*** Block opens ***

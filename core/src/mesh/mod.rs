//! CPU-side mesh data helpers.
//!
//! - [`IndexFormat`] - Index data format (u16 or u32)
//! - [`encode_indices_u16`] / [`encode_indices_u32`] - Pack indices into GPU bytes
//! - [`IndexFormat::decode`] - Read packed indices back

/// Format of index buffer data.
#[derive(Debug, Clone, Copy, PartialEq, Eq, Hash, Default)]
pub enum IndexFormat {
    /// 16-bit unsigned integers (max 65535 vertices).
    #[default]
    Uint16,
    /// 32-bit unsigned integers (max ~4 billion vertices).
    Uint32,
}

impl IndexFormat {
    /// Get the size in bytes of each index.
    pub fn size(&self) -> usize {
        match self {
            Self::Uint16 => 2,
            Self::Uint32 => 4,
        }
    }

    /// Decode little-endian packed indices.
    ///
    /// Trailing bytes that do not form a whole index are ignored.
    pub fn decode(&self, bytes: &[u8]) -> Vec<u32> {
        let trailing = bytes.len() % self.size();
        if trailing != 0 {
            log::warn!("Ignoring {} trailing index bytes ({:?})", trailing, self);
        }
        match self {
            Self::Uint16 => bytes
                .chunks_exact(2)
                .map(|c| u16::from_le_bytes([c[0], c[1]]) as u32)
                .collect(),
            Self::Uint32 => bytes
                .chunks_exact(4)
                .map(|c| u32::from_le_bytes([c[0], c[1], c[2], c[3]]))
                .collect(),
        }
    }

    /// Number of whole indices in `byte_len` bytes.
    pub fn count(&self, byte_len: usize) -> usize {
        byte_len / self.size()
    }
}

/// Pack 16-bit indices into little-endian bytes.
pub fn encode_indices_u16(indices: &[u16]) -> Vec<u8> {
    indices.iter().flat_map(|i| i.to_le_bytes()).collect()
}

/// Pack 32-bit indices into little-endian bytes.
pub fn encode_indices_u32(indices: &[u32]) -> Vec<u8> {
    indices.iter().flat_map(|i| i.to_le_bytes()).collect()
}

/// View a slice of plain-old-data vertices as raw bytes.
pub fn vertex_bytes<T: bytemuck::Pod>(vertices: &[T]) -> &[u8] {
    bytemuck::cast_slice(vertices)
}
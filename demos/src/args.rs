//! Command line arguments shared by the demos.
//!
//! Uses clap for parsing, with help text (`--help`) and validation.

use clap::Parser;
use strata_graphics::{BackendType, FramesInFlight, GraphicsError, InstanceParameters};

/// Graphics backend selection for CLI.
#[derive(Debug, Clone, Copy, PartialEq, Eq, Default, clap::ValueEnum)]
pub enum CliBackend {
    /// Use wgpu when an adapter is available, otherwise the dummy device.
    #[default]
    Auto,
    /// In-memory software device.
    Dummy,
    /// wgpu; fails without an adapter.
    Wgpu,
}

impl From<CliBackend> for BackendType {
    fn from(backend: CliBackend) -> Self {
        match backend {
            CliBackend::Auto => BackendType::Auto,
            CliBackend::Dummy => BackendType::Dummy,
            CliBackend::Wgpu => BackendType::Wgpu,
        }
    }
}

/// Frame loop demo arguments.
#[derive(Parser, Debug, Clone)]
#[command(
    name = "frame_loop_demo",
    about = "Upload geometry and run a paced frame loop over mirrored constants",
    version
)]
pub struct DemoArgs {
    /// Graphics backend to use.
    #[arg(long, default_value = "auto", value_enum)]
    pub backend: CliBackend,

    /// Frames the CPU may run ahead of the GPU.
    #[arg(long, default_value_t = 3, value_parser = clap::value_parser!(u32).range(1..=16))]
    pub frames_in_flight: u32,

    /// Number of frames to run before exiting.
    #[arg(long, default_value_t = 240)]
    pub frames: u64,

    /// Edit a material every N frames (0 disables edits).
    #[arg(long, default_value_t = 60)]
    pub edit_interval: u64,

    /// Dummy backend only: run submissions when fences are polled.
    #[arg(long)]
    pub deferred: bool,

    /// Log filter, in `env_logger` syntax.
    #[arg(long, default_value = "info")]
    pub log: String,
}

impl DemoArgs {
    /// Instance parameters selected by these arguments.
    pub fn instance_parameters(&self) -> InstanceParameters {
        InstanceParameters::new()
            .with_backend(self.backend.into())
            .with_deferred_completion(self.deferred)
    }

    /// The validated frames-in-flight count.
    pub fn frames_in_flight(&self) -> Result<FramesInFlight, GraphicsError> {
        FramesInFlight::new(self.frames_in_flight)
    }
}

#[cfg(test)]
mod tests {
    use super::*;
    use rstest::rstest;

    #[test]
    fn test_defaults() {
        let args = DemoArgs::parse_from(["frame_loop_demo"]);
        assert_eq!(args.backend, CliBackend::Auto);
        assert_eq!(args.frames_in_flight().unwrap().get(), 3);
        assert_eq!(args.frames, 240);
        assert!(!args.instance_parameters().deferred_completion);
    }

    #[rstest]
    #[case("dummy", BackendType::Dummy)]
    #[case("wgpu", BackendType::Wgpu)]
    #[case("auto", BackendType::Auto)]
    fn test_backend_flag(#[case] flag: &str, #[case] expected: BackendType) {
        let args = DemoArgs::parse_from(["frame_loop_demo", "--backend", flag]);
        assert_eq!(args.instance_parameters().backend, expected);
    }

    #[test]
    fn test_zero_frames_in_flight_rejected() {
        assert!(DemoArgs::try_parse_from(["frame_loop_demo", "--frames-in-flight", "0"]).is_err());
    }
}
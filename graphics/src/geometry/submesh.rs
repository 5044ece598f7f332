//! Draw ranges inside a shared vertex/index buffer pair.

use strata_core::bounds::BoundingBox;

use crate::types::DrawIndexedIndirectArgs;

/// One drawable range of a [`MeshGeometry`](super::MeshGeometry).
///
/// Several submeshes can share one vertex and index buffer; each draws
/// `index_count` indices starting at `start_index_location`, with
/// `base_vertex_location` added to every index.
#[derive(Debug, Clone, Copy, PartialEq, Default)]
pub struct SubmeshGeometry {
    /// Number of indices to draw.
    pub index_count: u32,
    /// First index, in elements.
    pub start_index_location: u32,
    /// Value added to each index before reading the vertex buffer.
    pub base_vertex_location: i32,
    /// Object-space bounds of the range.
    pub bounds: BoundingBox,
}

impl SubmeshGeometry {
    /// Create a submesh covering `index_count` indices from `start_index_location`.
    pub fn new(index_count: u32, start_index_location: u32, base_vertex_location: i32) -> Self {
        Self {
            index_count,
            start_index_location,
            base_vertex_location,
            bounds: BoundingBox::default(),
        }
    }

    /// Set the bounding box.
    pub fn with_bounds(mut self, bounds: BoundingBox) -> Self {
        self.bounds = bounds;
        self
    }

    /// One past the last index this range reads.
    pub fn end_index_location(&self) -> u64 {
        self.start_index_location as u64 + self.index_count as u64
    }

    /// Indexed indirect-draw arguments for `instance_count` instances.
    pub fn draw_args(&self, instance_count: u32) -> DrawIndexedIndirectArgs {
        DrawIndexedIndirectArgs::new(self.index_count, instance_count)
            .with_first_index(self.start_index_location)
            .with_base_vertex(self.base_vertex_location)
    }
}

#[cfg(test)]
mod tests {
    use super::*;

    #[test]
    fn test_draw_args() {
        let submesh = SubmeshGeometry::new(36, 12, 24);
        let args = submesh.draw_args(3);
        assert_eq!(args.index_count, 36);
        assert_eq!(args.instance_count, 3);
        assert_eq!(args.first_index, 12);
        assert_eq!(args.base_vertex, 24);
        assert_eq!(args.first_instance, 0);
    }

    #[test]
    fn test_end_index_does_not_overflow() {
        let submesh = SubmeshGeometry::new(u32::MAX, u32::MAX, 0);
        assert_eq!(submesh.end_index_location(), 2 * u32::MAX as u64);
    }
}
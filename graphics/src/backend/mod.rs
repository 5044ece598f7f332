//! GPU backend abstraction layer.
//!
//! # Available Backends
//!
//! - `dummy` (default): in-memory software device for tests and headless runs
//! - `wgpu-backend` (default): cross-platform backend using wgpu
//!
//! Each backend implements [`GpuBackend`]: buffer creation, CPU writes into
//! upload memory, command submission with a completion fence, and blocking
//! readback for verification.

#[cfg(feature = "wgpu-backend")]
pub mod wgpu_backend;

pub mod dummy;
mod error;

use std::sync::Arc;

pub use dummy::{DummyBackend, DummyBuffer};
pub use error::BackendError;

use crate::command::Command;
use crate::error::GraphicsError;
use crate::frame::Fence;
use crate::instance::{BackendType, InstanceParameters};
use crate::types::BufferDescriptor;

/// Handle to a GPU buffer resource.
#[derive(Debug, Clone)]
pub enum GpuBuffer {
    /// Dummy backend buffer (host memory)
    Dummy(Arc<DummyBuffer>),
    /// wgpu backend buffer
    #[cfg(feature = "wgpu-backend")]
    Wgpu(Arc<wgpu::Buffer>),
}

/// Limits reported by a backend.
#[derive(Debug, Clone, Copy, PartialEq, Eq, Hash)]
pub struct DeviceLimits {
    /// Largest buffer that may be created, in bytes.
    pub max_buffer_size: u64,
    /// Required offset granularity of constant-buffer views.
    pub constant_buffer_alignment: u64,
}

impl Default for DeviceLimits {
    fn default() -> Self {
        Self {
            max_buffer_size: 1 << 30, // 1 GB
            constant_buffer_alignment: crate::alignment::CONSTANT_BUFFER_ALIGNMENT,
        }
    }
}

/// GPU backend trait for abstracting different GPU APIs.
pub trait GpuBackend: Send + Sync + 'static {
    /// Get the backend name.
    fn name(&self) -> &'static str;

    /// Device limits.
    fn limits(&self) -> DeviceLimits;

    /// Create a buffer resource.
    fn create_buffer(&self, descriptor: &BufferDescriptor) -> Result<GpuBuffer, BackendError>;

    /// Copy bytes from the CPU into a CPU-writable buffer.
    fn write_buffer(&self, buffer: &GpuBuffer, offset: u64, data: &[u8])
    -> Result<(), BackendError>;

    /// Create an unsignaled fence wired to this backend.
    fn create_fence(&self) -> Fence;

    /// Execute `commands` in order and signal `fence` once they complete.
    fn submit(&self, commands: &[Command], fence: &Fence) -> Result<(), BackendError>;

    /// Read data from a buffer.
    ///
    /// This is a blocking operation that waits for the GPU to finish.
    fn read_buffer(&self, buffer: &GpuBuffer, offset: u64, size: u64)
    -> Result<Vec<u8>, BackendError>;
}

/// Creates the backend requested by `params`.
///
/// [`BackendType::Auto`] tries wgpu first and falls back to the dummy backend.
pub fn create_backend(params: &InstanceParameters) -> Result<Arc<dyn GpuBackend>, GraphicsError> {
    match params.backend {
        BackendType::Dummy => {
            log::info!("Using dummy backend");
            Ok(Arc::new(DummyBackend::from_parameters(params)))
        }
        BackendType::Wgpu => create_wgpu_backend(),
        BackendType::Auto => {
            #[cfg(feature = "wgpu-backend")]
            {
                match wgpu_backend::WgpuBackend::new() {
                    Ok(backend) => {
                        log::info!("Using wgpu backend");
                        return Ok(Arc::new(backend));
                    }
                    Err(e) => {
                        log::warn!("Failed to create wgpu backend: {}", e);
                    }
                }
            }

            log::info!("Using dummy backend");
            Ok(Arc::new(DummyBackend::from_parameters(params)))
        }
    }
}

#[cfg(feature = "wgpu-backend")]
fn create_wgpu_backend() -> Result<Arc<dyn GpuBackend>, GraphicsError> {
    let backend = wgpu_backend::WgpuBackend::new()
        .map_err(|e| GraphicsError::InitializationFailed(e.to_string()))?;
    log::info!("Using wgpu backend");
    Ok(Arc::new(backend))
}

#[cfg(not(feature = "wgpu-backend"))]
fn create_wgpu_backend() -> Result<Arc<dyn GpuBackend>, GraphicsError> {
    Err(GraphicsError::InitializationFailed(
        "wgpu backend not compiled in (enable the `wgpu-backend` feature)".to_string(),
    ))
}

/// Check if a real GPU backend is available.
pub fn has_gpu_backend() -> bool {
    cfg!(feature = "wgpu-backend")
}
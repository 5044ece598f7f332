//! Frames-in-flight pacing.
//!
//! [`FramePipeline`] hands out the frame slot the CPU may write this frame.
//! A slot becomes writable again only once the fence of the frame that last
//! used it has been signaled, which is the guarantee every
//! [`ConstantMirror`](super::ConstantMirror) write relies on.
//!
//! ```text
//! frames_in_flight = 3
//!
//! Slot 0: [Frame 0] ──► [Frame 3] ──► [Frame 6] ──►
//! Slot 1: [Frame 1] ──► [Frame 4] ──► [Frame 7] ──►
//! Slot 2: [Frame 2] ──► [Frame 5] ──► [Frame 8] ──►
//! ```

use std::time::{Duration, Instant};

use super::FramesInFlight;
use super::sync::Fence;

/// Manages multiple frames in flight for CPU-GPU parallelism.
///
/// # Thread Safety
///
/// `FramePipeline` is **not thread-safe**. It should be owned by a single
/// thread (typically the main/render thread).
#[derive(Debug)]
pub struct FramePipeline {
    /// Fences for each frame slot. `None` if slot hasn't been used yet.
    frame_fences: Vec<Option<Fence>>,

    /// Current frame slot index (0 to frames_in_flight - 1).
    current_slot: usize,

    frames_in_flight: FramesInFlight,

    /// Total frames started.
    frame_count: u64,
}

impl FramePipeline {
    /// Create a new frame pipeline.
    pub fn new(frames_in_flight: FramesInFlight) -> Self {
        Self {
            frame_fences: (0..frames_in_flight.as_usize()).map(|_| None).collect(),
            current_slot: 0,
            frames_in_flight,
            frame_count: 0,
        }
    }

    /// Begin a new frame.
    ///
    /// Blocks until the GPU has finished the previous frame that used the
    /// current slot, then returns that slot index.
    ///
    /// ```ignore
    /// loop {
    ///     let slot = pipeline.begin_frame();
    ///     materials.sync(slot, blocks)?;
    ///     let fence = device.submit(commands)?;
    ///     pipeline.end_frame(fence);
    /// }
    /// ```
    pub fn begin_frame(&mut self) -> usize {
        if let Some(fence) = &self.frame_fences[self.current_slot] {
            fence.wait();
        }

        self.frame_count += 1;

        log::trace!(
            "Begin frame {} (slot {})",
            self.frame_count,
            self.current_slot
        );

        self.current_slot
    }

    /// Begin a new frame with a timeout.
    ///
    /// Returns `None` if the slot did not become available in time.
    pub fn begin_frame_timeout(&mut self, timeout: Duration) -> Option<usize> {
        if let Some(fence) = &self.frame_fences[self.current_slot]
            && !fence.wait_timeout(timeout)
        {
            return None;
        }

        self.frame_count += 1;

        log::trace!(
            "Begin frame {} (slot {})",
            self.frame_count,
            self.current_slot
        );

        Some(self.current_slot)
    }

    /// End the current frame.
    ///
    /// Records the fence for this frame and advances to the next frame slot.
    pub fn end_frame(&mut self, fence: Fence) {
        log::trace!(
            "End frame {} (slot {}, fence {})",
            self.frame_count,
            self.current_slot,
            fence.id()
        );

        self.frame_fences[self.current_slot] = Some(fence);
        self.current_slot = (self.current_slot + 1) % self.frames_in_flight.as_usize();
    }

    /// Wait for all in-flight GPU work to complete.
    ///
    /// Call this before dropping resources the in-flight frames may read.
    pub fn wait_idle(&self) {
        log::trace!("Waiting for GPU idle ({} slots)", self.frames_in_flight);

        for (i, fence) in self.frame_fences.iter().enumerate() {
            if let Some(f) = fence {
                log::trace!("Waiting for slot {}...", i);
                f.wait();
            }
        }

        log::trace!("GPU idle");
    }

    /// Wait for all in-flight GPU work with a timeout.
    ///
    /// Returns `true` if GPU is idle, `false` if timeout elapsed.
    pub fn wait_idle_timeout(&self, timeout: Duration) -> bool {
        let start = Instant::now();

        for fence in self.frame_fences.iter().flatten() {
            let elapsed = start.elapsed();
            if elapsed >= timeout {
                return false;
            }
            if !fence.wait_timeout(timeout - elapsed) {
                return false;
            }
        }

        true
    }

    /// Get the number of frames in flight.
    pub fn frames_in_flight(&self) -> FramesInFlight {
        self.frames_in_flight
    }

    /// Get the current frame slot index.
    pub fn current_slot(&self) -> usize {
        self.current_slot
    }

    /// Get the total number of frames started.
    pub fn frame_count(&self) -> u64 {
        self.frame_count
    }

    /// Check if a specific frame slot is ready (non-blocking).
    ///
    /// Unused slots are ready; out-of-range slots never are.
    pub fn is_slot_ready(&self, slot: usize) -> bool {
        match self.frame_fences.get(slot) {
            Some(Some(fence)) => fence.query(),
            Some(None) => true,
            None => false,
        }
    }

    /// Check if all frame slots are ready (non-blocking).
    pub fn is_idle(&self) -> bool {
        self.frame_fences
            .iter()
            .all(|f| f.as_ref().is_none_or(|fence| fence.query()))
    }
}

impl Default for FramePipeline {
    fn default() -> Self {
        Self::new(FramesInFlight::default())
    }
}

*** Block closes ***

PROBLEM TO WORK ON: Using the entries above, give back exactly the line containing "of each index.", the line containing "Number of whole", and every line between them, and nothing else.

WRITTEN ANSWER:
    /// Get the size in bytes of each index.
    pub fn size(&self) -> usize {
        match self {
            Self::Uint16 => 2,
            Self::Uint32 => 4,
        }
    }

    /// Decode little-endian packed indices.
    ///
    /// Trailing bytes that do not form a whole index are ignored.
    pub fn decode(&self, bytes: &[u8]) -> Vec<u32> {
        let trailing = bytes.len() % self.size();
        if trailing != 0 {
            log::warn!("Ignoring {} trailing index bytes ({:?})", trailing, self);
        }
        match self {
            Self::Uint16 => bytes
                .chunks_exact(2)
                .map(|c| u16::from_le_bytes([c[0], c[1]]) as u32)
                .collect(),
            Self::Uint32 => bytes
                .chunks_exact(4)
                .map(|c| u32::from_le_bytes([c[0], c[1], c[2], c[3]]))
                .collect(),
        }
    }

    /// Number of whole indices in `byte_len` bytes.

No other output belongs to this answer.